Но знакомы ли россияне хотя бы с основными догматами церкви, членами которой себя называют? Вопрос далеко не праздный, учитывая, что, как выясняется, для жителя нашей страны поверить в переселение душ в два с лишним раза легче, чем в воскресение мертвых, а в колдовство – почти в два раза легче, чем в загробную жизнь. Больше половины опрошенных не считают религию чем-то для себя важным, 53 процента никогда в жизни не причащались. Не реже раза в месяц в церкви бывают лишь 7 процентов россиян, совсем туда не заглядывают 45 процентов, и по посещаемости богослужений Россия сегодня остается на одном из последних мест в Европе и мире.
Православие у нас издавна и чуть ли не на каждом шагу переплетается с язычеством. Добавим, и не с ним одним. На организованной ЮНЕСКО в Ташкенте конференции, посвященной диалогу между религиями, можно было услышать рассказ бурятской шаманки Н. Степановой. С трибуны конференции она рассказала (и подтвердила свой рассказ фактами), что верующие практически всех религий в Бурятии сочетают свою официально декларируемую веру с приверженностью практике шаманизма…
Авторы исследования подвергают анализу позиции наиболее влиятельных элитарных групп: церковной (прежде всего православной), политической, экономической и информационной, или медийной. Элита крупнейшей религиозной организации страны – Русской Православной Церкви (РПЦ) больше всего доверяет (помимо самой себя) вооруженным силам государства. В этой элитарной группе особенно высок процент тех, кто убежден, что “демократия – не для России”.
Как и можно было ожидать, отношение элиты РПЦ ко всем другим религиям – на порядок хуже, чем у остальных элитных групп и даже населения в целом. При этом степень нелюбви к “иноверцам” и стремления к законодательному закреплению привилегий для себя у РПЦ выше, чем у элиты духовенства большинства европейских стран.
Последние строчки в списке заслуживающих доверия институций православные нотабли оставили средствам массовой информации и политическим партиям, которые по природе своей в наибольшей степени связаны со свободой слова и идеологическим плюрализмом. Высшие церковные деятели не раз выражали сожаление разделением россиян на различные соревнующиеся между собой партии и призывали к единству под одним общим знаменем, разумеется православным. Что, впрочем, ни в малейшей степени не насторожило партийных лидеров, которые, продолжая соперничать друг с другом, практически единодушно славят РПЦ.

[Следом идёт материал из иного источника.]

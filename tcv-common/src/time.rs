//! Timestamp utilities
//!
//! All stored timestamps are RFC 3339 UTC strings with millisecond precision,
//! so ordering by the text column equals chronological ordering.

use chrono::{DateTime, SecondsFormat, Utc};

/// Get current UTC timestamp
pub fn now() -> DateTime<Utc> {
    Utc::now()
}

/// Current UTC timestamp in the stored text form
pub fn now_rfc3339() -> String {
    to_stored(now())
}

/// Format a timestamp in the stored text form
pub fn to_stored(ts: DateTime<Utc>) -> String {
    ts.to_rfc3339_opts(SecondsFormat::Millis, true)
}

/// Milliseconds since the Unix epoch (used in storage paths and session ids)
pub fn unix_millis() -> i64 {
    now().timestamp_millis()
}
//! Model manager

use anyhow::{bail, Result};
use tcv_common::api_types::{CreateModelRequest, UpdateModelRequest};

use super::find_model;
use crate::client::TcvClient;

pub async fn list(client: &TcvClient) -> Result<()> {
    let models = client.list_models().await?;
    if models.is_empty() {
        println!("No models yet. Add one with `tcv models create <name>`.");
        return Ok(());
    }
    for model in models {
        match model.description.as_deref() {
            Some(description) => println!("{}  {}  ({})", model.id, model.model_name, description),
            None => println!("{}  {}", model.id, model.model_name),
        }
    }
    Ok(())
}

pub async fn create(client: &TcvClient, name: &str, description: Option<String>) -> Result<()> {
    if name.trim().is_empty() {
        bail!("Model name is required");
    }
    let model = client
        .create_model(&CreateModelRequest {
            model_name: Some(name.trim().to_string()),
            description,
        })
        .await?;
    println!("Created model {} ({})", model.model_name, model.id);
    Ok(())
}

pub async fn update(
    client: &TcvClient,
    key: &str,
    name: Option<String>,
    description: Option<String>,
) -> Result<()> {
    if name.is_none() && description.is_none() {
        bail!("Nothing to update: pass --name and/or --description");
    }
    let models = client.list_models().await?;
    let Some(target) = find_model(&models, key) else {
        bail!("Model not found: {key}");
    };

    let model = client
        .update_model(
            &target.id,
            &UpdateModelRequest {
                model_name: name,
                description,
            },
        )
        .await?;
    println!("Updated model {} ({})", model.model_name, model.id);
    Ok(())
}

pub async fn delete(client: &TcvClient, key: &str) -> Result<()> {
    let models = client.list_models().await?;
    let Some(target) = find_model(&models, key) else {
        bail!("Model not found: {key}");
    };
    client.delete_model(&target.id).await?;
    println!("Deleted model {} and its transcriptions", target.model_name);
    Ok(())
}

И все же пальму первенства в новой религиозности держат в своих руках не политики, а журналисты. Проявления веры в Бога встречаются в рядах представителей информационной элиты чаще, чем в других группах (не считая, конечно, церковных элит). Самой же нерелигиозной является экономическая элита. Ее представители заняты “реальным делом”, и идеи свободы, в том числе свободы предпринимательства, гораздо ближе им, чем абстрактная проповедь всеобщего равенства.

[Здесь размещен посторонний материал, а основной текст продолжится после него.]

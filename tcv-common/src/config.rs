//! Configuration loading and root folder resolution
//!
//! The root folder holds the database (`tcv.db`), the blob store
//! (`storage/<bucket>/...`) and the optional server settings file (`tcv.toml`).

use crate::{Error, Result};
use serde::{Deserialize, Serialize};
use std::path::{Path, PathBuf};
use tracing::info;

/// Environment variable naming the root folder
pub const ROOT_FOLDER_ENV: &str = "TCV_ROOT_FOLDER";

/// Database file name inside the root folder
pub const DATABASE_FILE: &str = "tcv.db";

/// Server settings file name inside the root folder
pub const SETTINGS_FILE: &str = "tcv.toml";

/// Root folder resolution priority:
/// 1. Command-line argument (highest priority)
/// 2. Environment variable
/// 3. `root_folder` key of the user/system TOML config file
/// 4. OS-dependent compiled default (fallback)
pub fn resolve_root_folder(cli_arg: Option<&str>, env_var_name: &str) -> PathBuf {
    if let Some(path) = cli_arg {
        return PathBuf::from(path);
    }

    if let Ok(path) = std::env::var(env_var_name) {
        if !path.trim().is_empty() {
            return PathBuf::from(path);
        }
    }

    if let Some(root_folder) = locate_config_file().ok().and_then(|p| read_root_folder_key(&p)) {
        return root_folder;
    }

    default_root_folder()
}

fn read_root_folder_key(config_path: &Path) -> Option<PathBuf> {
    let content = std::fs::read_to_string(config_path).ok()?;
    let config = toml::from_str::<toml::Value>(&content).ok()?;
    config
        .get("root_folder")
        .and_then(|v| v.as_str())
        .map(PathBuf::from)
}

/// Get the user or system configuration file path for the platform
fn locate_config_file() -> Result<PathBuf> {
    let user_config = dirs::config_dir().map(|d| d.join("tcv").join("config.toml"));
    if let Some(path) = user_config {
        if path.exists() {
            return Ok(path);
        }
    }

    if cfg!(target_os = "linux") {
        let system_config = PathBuf::from("/etc/tcv/config.toml");
        if system_config.exists() {
            return Ok(system_config);
        }
    }

    Err(Error::Config("No config file found".to_string()))
}

/// Get OS-dependent default root folder path
fn default_root_folder() -> PathBuf {
    if cfg!(target_os = "linux") {
        dirs::data_local_dir()
            .map(|d| d.join("tcv"))
            .unwrap_or_else(|| PathBuf::from("/var/lib/tcv"))
    } else if cfg!(target_os = "macos") {
        dirs::data_dir()
            .map(|d| d.join("tcv"))
            .unwrap_or_else(|| PathBuf::from("/Library/Application Support/tcv"))
    } else if cfg!(target_os = "windows") {
        dirs::data_local_dir()
            .map(|d| d.join("tcv"))
            .unwrap_or_else(|| PathBuf::from("C:\\ProgramData\\tcv"))
    } else {
        PathBuf::from("./tcv_data")
    }
}

/// Creates the root folder layout and names the files inside it
#[derive(Debug, Clone)]
pub struct RootFolder {
    path: PathBuf,
}

impl RootFolder {
    pub fn new(path: PathBuf) -> Self {
        Self { path }
    }

    pub fn path(&self) -> &Path {
        &self.path
    }

    /// Create the root folder if missing
    pub fn ensure_directory_exists(&self) -> Result<()> {
        if !self.path.exists() {
            std::fs::create_dir_all(&self.path)?;
            info!("Created root folder: {}", self.path.display());
        }
        Ok(())
    }

    pub fn database_path(&self) -> PathBuf {
        self.path.join(DATABASE_FILE)
    }

    pub fn storage_path(&self) -> PathBuf {
        self.path.join("storage")
    }

    pub fn settings_path(&self) -> PathBuf {
        self.path.join(SETTINGS_FILE)
    }
}

pub const DEFAULT_MAX_FILE_BYTES: usize = 50 * 1024 * 1024;

/// Room for a batch of 20 full-size files plus multipart framing
pub const DEFAULT_MAX_REQUEST_BYTES: usize = 20 * DEFAULT_MAX_FILE_BYTES + 1024 * 1024;

/// Server settings (`<root>/tcv.toml`); every field has a default
#[derive(Debug, Clone, PartialEq, Serialize, Deserialize)]
#[serde(default)]
pub struct ServerConfig {
    /// Listen address
    pub host: String,
    pub port: u16,
    /// Base URL used to build public `storage_url` values
    pub public_base_url: String,
    /// Blob store bucket for audio uploads
    pub bucket: String,
    /// Language tag stamped on new uploads
    pub default_language_tag: String,
    /// Per-file upload limit in bytes
    pub max_file_bytes: usize,
    /// Whole upload request limit in bytes; must exceed `max_file_bytes`
    pub max_request_bytes: usize,
    /// Add `Secure` to the session cookie
    pub secure_cookies: bool,
    /// Expose `GET /api/debug`
    pub enable_debug: bool,
    /// Model names inserted at startup when absent
    pub seed_models: Vec<String>,
}

impl Default for ServerConfig {
    fn default() -> Self {
        Self {
            host: "127.0.0.1".to_string(),
            port: 5740,
            public_base_url: "http://127.0.0.1:5740".to_string(),
            bucket: "audio-files".to_string(),
            default_language_tag: "pashto".to_string(),
            max_file_bytes: DEFAULT_MAX_FILE_BYTES,
            max_request_bytes: DEFAULT_MAX_REQUEST_BYTES,
            secure_cookies: false,
            enable_debug: false,
            seed_models: Vec::new(),
        }
    }
}

impl ServerConfig {
    /// Load settings from a TOML file; a missing file yields the defaults
    pub fn load(path: &Path) -> Result<Self> {
        if !path.exists() {
            info!("No settings file at {}, using defaults", path.display());
            return Ok(Self::default());
        }

        let content = std::fs::read_to_string(path)?;
        let config: ServerConfig = toml::from_str(&content)
            .map_err(|e| Error::Config(format!("{}: {}", path.display(), e)))?;
        config.validate()?;
        info!("Loaded settings from {}", path.display());
        Ok(config)
    }

    pub fn validate(&self) -> Result<()> {
        if self.bucket.trim().is_empty() || self.bucket.contains(['/', '\\']) || self.bucket.contains("..") {
            return Err(Error::Config(format!("invalid bucket name: {:?}", self.bucket)));
        }
        if self.max_file_bytes == 0 {
            return Err(Error::Config("max_file_bytes must be positive".to_string()));
        }
        if self.max_request_bytes <= self.max_file_bytes {
            return Err(Error::Config(format!(
                "max_request_bytes ({}) must be larger than max_file_bytes ({})",
                self.max_request_bytes, self.max_file_bytes
            )));
        }
        Ok(())
    }

    pub fn bind_address(&self) -> String {
        format!("{}:{}", self.host, self.port)
    }
}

“Если высокую оценку собственного народа называть патриотизмом, – пишут К. Каариайнен и Д. Фурман, – то степень патриотизма в разных группах соответствует их степени поддержки привилегий РПЦ… Элита РПЦ как бы противостоит всем иным категориям элиты. Ее оценки качеств русских очень высоки. Ясно, что это прямое продолжение высочайших оценок собственной организации, которая мыслится неразрывно связанной с “русскостью”… Мы видим, что собственно религия для элиты РПЦ является как бы компонентом национально-консервативной идеологии и предметом веры для нее является скорее эта идеология”.